La chica que recibió el ramo gritó emocionada.

“¡Sí! ¡Iré contigo!”.

La gente alrededor estalló en aplausos y vítores. Se oían los susurros de los curiosos.

"¿Qué te parece esa propuesta?".

"Es muy común. Me gustaría algo más romántico. Si Danny no me hace una buena propuesta, no iré al baile".

"Es el Senior Prom, solo pasa una vez... Si me lo pide como si fuéramos a comer pizza, me daría asco".

Cuando Justin se giró y lo llamó, Chase tenía una expresión desolada. Se revolvió el cabello rubio brillante con los dedos y soltó un insulto en voz baja.

“Maldita sea...”.

Había recordado las palabras que le lanzó tan a la ligera a Jung-in. Esa propuesta sin sentimiento, sin romance, sin esfuerzo.

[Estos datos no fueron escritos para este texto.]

use std::io::{self, Stderr};
use anyhow::Result;
use crossterm::{
    event::{self, Event, KeyEvent, KeyEventKind, MouseEvent},
    execute,
    terminal::{disable_raw_mode, enable_raw_mode, EnterAlternateScreen, LeaveAlternateScreen},
};
use futures_util::StreamExt;
use knowledge_bot_core::{PendingTurn, QueryError, QueryResponse};
use ratatui::{backend::CrosstermBackend, Terminal};
use tokio::sync::mpsc;

pub type Tui = Terminal<CrosstermBackend<Stderr>>;

#[derive(Debug)]
pub enum AppEvent {
    Key(KeyEvent),
    Mouse(MouseEvent),
    Resize,
    Tick,
    /// A spawned query settled
    QueryFinished {
        turn: PendingTurn,
        result: Result<QueryResponse, QueryError>,
    },
}

pub struct EventHandler {
    rx: mpsc::UnboundedReceiver<AppEvent>,
    tx: mpsc::UnboundedSender<AppEvent>,
}

impl EventHandler {
    pub fn new() -> Self {
        let (tx, rx) = mpsc::unbounded_channel();

        // Spawn event reader task
        let tx_events = tx.clone();
        tokio::spawn(async move {
            let mut reader = event::EventStream::new();
            while let Some(evt) = reader.next().await {
                let app_event = match evt {
                    // Only handle key press events, not release
                    Ok(Event::Key(key)) if key.kind == KeyEventKind::Press => Some(AppEvent::Key(key)),
                    Ok(Event::Mouse(mouse)) => Some(AppEvent::Mouse(mouse)),
                    Ok(Event::Resize(..)) => Some(AppEvent::Resize),
                    Ok(_) => None,
                    Err(e) => {
                        tracing::error!(error = %e, "Terminal event stream failed");
                        break;
                    }
                };

                if let Some(event) = app_event {
                    if tx_events.send(event).is_err() {
                        break;
                    }
                }
            }
        });

        // Spawn tick timer for the busy animation (300ms interval)
        let tx_tick = tx.clone();
        tokio::spawn(async move {
            let mut interval = tokio::time::interval(std::time::Duration::from_millis(300));
            loop {
                interval.tick().await;
                if tx_tick.send(AppEvent::Tick).is_err() {
                    break;
                }
            }
        });

        Self { rx, tx }
    }

    /// Sender used by background query tasks to report back
    pub fn sender(&self) -> mpsc::UnboundedSender<AppEvent> {
        self.tx.clone()
    }

    pub async fn next(&mut self) -> Option<AppEvent> {
        self.rx.recv().await
    }
}

pub fn init() -> Result<Tui> {
    enable_raw_mode()?;
    execute!(io::stderr(), EnterAlternateScreen)?;

    // Enable mouse capture
    execute!(io::stderr(), crossterm::event::EnableMouseCapture)?;

    let backend = CrosstermBackend::new(io::stderr());
    let terminal = Terminal::new(backend)?;

    Ok(terminal)
}

pub fn restore() -> Result<()> {
    execute!(io::stderr(), crossterm::event::DisableMouseCapture)?;
    execute!(io::stderr(), LeaveAlternateScreen)?;
    disable_raw_mode()?;
    Ok(())
}

/// Install panic hook to restore terminal on panic
pub fn install_panic_hook() {
    let original_hook = std::panic::take_hook();
    std::panic::set_hook(Box::new(move |panic_info| {
        let _ = restore();
        original_hook(panic_info);
    }));
}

‘Si para que podamos hablar y reír como antes tengo que salir contigo, está bien. Salgamos’.

Justin le preguntó.

“¿Chase Prescott? ¿Estás bien?”.

“... No”.

En el rostro sombrío de Chase, que no parecía estar nada bien, se reflejaba un profundo sentimiento de derrota.

***

Jung-in llegó a su clase de matemáticas de primera hora antes de lo habitual. Aunque era una clase que compartía con Justin, hoy tenía que entregar una tarea del club a la profesora Amy Williams, la encargada de la Mathlete Society. Entregó los ejercicios resueltos meticulosamente y dijo con cautela.

“Siento lo de este tiempo”.

La señora Williams lo observó un momento, asintió y le habló con suavidad.

“No pasa nada. En la adolescencia, cualquiera puede perder el rumbo. Es una etapa para eso. Lo importante es volver a tu propia órbita”.

Esas palabras reconfortaron el corazón de Jung-in. En las últimas semanas, se había dejado arrastrar. Cegado por nuevas personas y estímulos, había descuidado lo que realmente era importante para él. Pero ahora lo comprendía. Sabía dónde debía estar y en qué debía concentrarse. Esa comprensión calmó su mente, que antes estaba agitada como un lago azotado por el viento.

“Falta poco para la competencia. Lo sabes, ¿verdad?”.

Pronto se celebraría la semifinal de la competencia estatal de matemáticas. El año pasado se quedaron en cuartos de final, así que este año las expectativas eran mayores. Jung-in asintió en silencio, reafirmando su determinación.

En ese momento, Justin entró en el aula con el rostro más radiante de lo habitual.

“¡Jay!”.

Justin tenía las mejillas sonrojadas por la emoción. ¿Se habría cruzado con Haley Simmons en el camino? Mientras se sentaban, otros estudiantes, la mayoría de último año, empezaron a entrar.

Nada más dejar la mochila, Justin se giró hacia Jung-in y le susurró para que solo él lo escuchara.

“Jay. Tengo que preguntarte algo”.

“¿Qué?”.

“Si a Chase Prescott le gustaras de verdad, ¿qué harías?”.

La mirada de Justin brillaba de curiosidad y su rostro mostraba excitación. Sin embargo, Jung-in estaba inusualmente calmado. Su voz sonó tan plana como siempre al responder.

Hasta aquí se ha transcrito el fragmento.